EXPOSITION ÉVÉNEMENT

Soutenue par un travail de recherche inédit et par la présentation d’œuvres d’artistes majeurs arabes jamais présentées en Europe, l’exposition Picasso et les avant-gardes arabes met en évidence grâce à un ensemble de quelques 70 œuvres le fructueux dialogue entre le maître espagnol et les modernes arabes.

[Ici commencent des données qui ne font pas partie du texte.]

//! Dialect-aware SQL text assembly (spec.md §4.4).
//!
//! Grounded directly on the teacher's `datastore::sql_writer::SqlWriter`:
//! same accumulate-into-a-`String`-with-a-`write_param` shape, generalized
//! from the teacher's two-dialect `AnyKind::{Sqlite,Postgres}` dispatch to
//! the three dialects spec.md names (`Postgres`, `Mssql`, `Mock`).

use std::fmt::{self, Write};

#[derive(Debug, Clone, Copy, PartialEq, Eq)]
pub enum Dialect {
    Postgres,
    Mssql,
    /// Emits a dialect-neutral, readable form used by `explain()` and the
    /// demo CLI's in-memory driver; not meant to run against a real engine.
    Mock,
}

#[derive(Debug)]
pub struct SqlWriter {
    dialect: Dialect,
    text: String,
    param_count: usize,
}

impl SqlWriter {
    pub fn new(dialect: Dialect) -> Self {
        Self { dialect, text: String::new(), param_count: 0 }
    }

    pub fn dialect(&self) -> Dialect {
        self.dialect
    }

    pub fn write_str(&mut self, s: &str) {
        self.text.push_str(s);
    }

    /// Appends a double-quoted identifier, escaping embedded quotes per
    /// `SqlWriter::write_name` in the teacher.
    pub fn write_ident(&mut self, name: &str) {
        let (quote, close) = match self.dialect {
            Dialect::Mssql => ('[', ']'),
            Dialect::Postgres => ('"', '"'),
            // bare identifiers, per spec.md §4.4: "a third, testing-only
            // dialect emits bare identifiers"
            Dialect::Mock => {
                self.text.push_str(name);
                return;
            }
        };
        self.text.reserve(2 + name.len());
        self.text.push(quote);
        for c in name.chars() {
            if c == close {
                self.text.push(close);
                self.text.push(close);
            } else {
                self.text.push(c);
            }
        }
        self.text.push(close);
    }

    /// Appends a bound-parameter placeholder and returns its zero-based
    /// index, mirroring `write_param`'s `$n`/`?n` dispatch but additionally
    /// returning the index so callers can push the bound value in lockstep.
    pub fn write_param(&mut self) -> usize {
        let idx = self.param_count;
        self.param_count += 1;
        match self.dialect {
            Dialect::Postgres => {
                write!(self, "${}", idx + 1).expect("formatting to a String cannot fail");
            }
            Dialect::Mssql => {
                write!(self, "@p{}", idx + 1).expect("formatting to a String cannot fail");
            }
            Dialect::Mock => {
                write!(self, "?{}", idx + 1).expect("formatting to a String cannot fail");
            }
        }
        idx
    }

    pub fn build(self) -> String {
        self.text
    }
}

impl fmt::Write for SqlWriter {
    fn write_str(&mut self, s: &str) -> fmt::Result {
        self.text.push_str(s);
        Ok(())
    }
}

#[cfg(test)]
mod tests {
    use super::*;

    #[test]
    fn postgres_params_are_dollar_numbered() {
        let mut w = SqlWriter::new(Dialect::Postgres);
        assert_eq!(w.write_param(), 0);
        assert_eq!(w.write_param(), 1);
        assert_eq!(w.build(), "$1$2");
    }

    #[test]
    fn mssql_identifiers_use_brackets() {
        let mut w = SqlWriter::new(Dialect::Mssql);
        w.write_ident("Account Name");
        assert_eq!(w.build(), "[Account Name]");
    }

    #[test]
    fn postgres_identifiers_escape_embedded_quotes() {
        let mut w = SqlWriter::new(Dialect::Postgres);
        w.write_ident("weird\"name");
        assert_eq!(w.build(), "\"weird\"\"name\"");
    }

    #[test]
    fn mock_identifiers_are_bare() {
        let mut w = SqlWriter::new(Dialect::Mock);
        w.write_ident("Account Name");
        assert_eq!(w.build(), "Account Name");
    }
}
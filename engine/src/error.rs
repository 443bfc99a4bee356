//! Error taxonomy for the engine's public boundary.
//!
//! Internally, pipeline stages use `anyhow::Error` for ad hoc context
//! (the same mix the teacher's own crates use), but every error that
//! crosses `Engine::query`/`execute`/`explain` is converted to an
//! [`EngineError`] variant, so callers can match on error *kind* per
//! spec.md §7.

use thiserror::Error;

#[derive(Debug, Clone, PartialEq)]
pub struct ParseError {
    pub reason: String,
    pub position: Option<usize>,
}

impl std::fmt::Display for ParseError {
    fn fmt(&self, f: &mut std::fmt::Formatter<'_>) -> std::fmt::Result {
        match self.position {
            Some(pos) => write!(f, "{} (at position {pos})", self.reason),
            None => write!(f, "{}", self.reason),
        }
    }
}

impl ParseError {
    pub fn new(reason: impl Into<String>) -> Self {
        Self { reason: reason.into(), position: None }
    }

    pub fn at(reason: impl Into<String>, position: usize) -> Self {
        Self { reason: reason.into(), position: Some(position) }
    }
}

#[derive(Debug, Error)]
pub enum EngineError {
    #[error("parse error: {0}")]
    Parse(#[from] ParseError),

    #[error("metadata error: {0}")]
    Metadata(String),

    #[error("optimizer error: {0}")]
    Optimizer(String),

    #[error("sql error executing {sql:?}: {source}")]
    Sql {
        source: anyhow::Error,
        sql: String,
    },

    #[error("security error: {0}")]
    Security(String),

    #[error("query timed out")]
    Timeout,

    #[error("query was cancelled")]
    Cancelled,
}

pub type Result<T> = std::result::Result<T, EngineError>;

/// Marker trait macro used by `EngineError::bad_request`-style call sites
/// is unnecessary here; the teacher's `bad_request!`/`internal!` macros are
/// kept as plain constructors since `EngineError` is a closed enum rather
/// than a single struct with an `ErrorKind` tag.
impl EngineError {
    pub fn metadata(msg: impl Into<String>) -> Self {
        EngineError::Metadata(msg.into())
    }

    pub fn optimizer(msg: impl Into<String>) -> Self {
        EngineError::Optimizer(msg.into())
    }

    pub fn security(msg: impl Into<String>) -> Self {
        EngineError::Security(msg.into())
    }

    pub fn sql(source: anyhow::Error, sql: impl Into<String>) -> Self {
        EngineError::Sql { source, sql: sql.into() }
    }
}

En mars 2022, l’anniversaire des 60 ans des accords d’Évian replacera au premier plan la question algérienne. En décembre 1961, Picasso réalise un portrait de Djamila Boupacha, jeune algérienne indépendantiste emprisonnée et torturée, défendue par Gisèle Halimi et Simone de Beauvoir. Née de ce fait précis, Picasso et les avant-gardes arabes s’attache à présenter la relation beaucoup plus vaste de Picasso aux artistes arabes à partir des années 1940 et jusqu’aux années 1980 à travers le face à face précis de peintures, œuvres graphiques et céramiques de Picasso issues du Musée national Picasso-Paris et d’œuvres clefs d’artistes arabes issues de collections privées du Moyen-Orient.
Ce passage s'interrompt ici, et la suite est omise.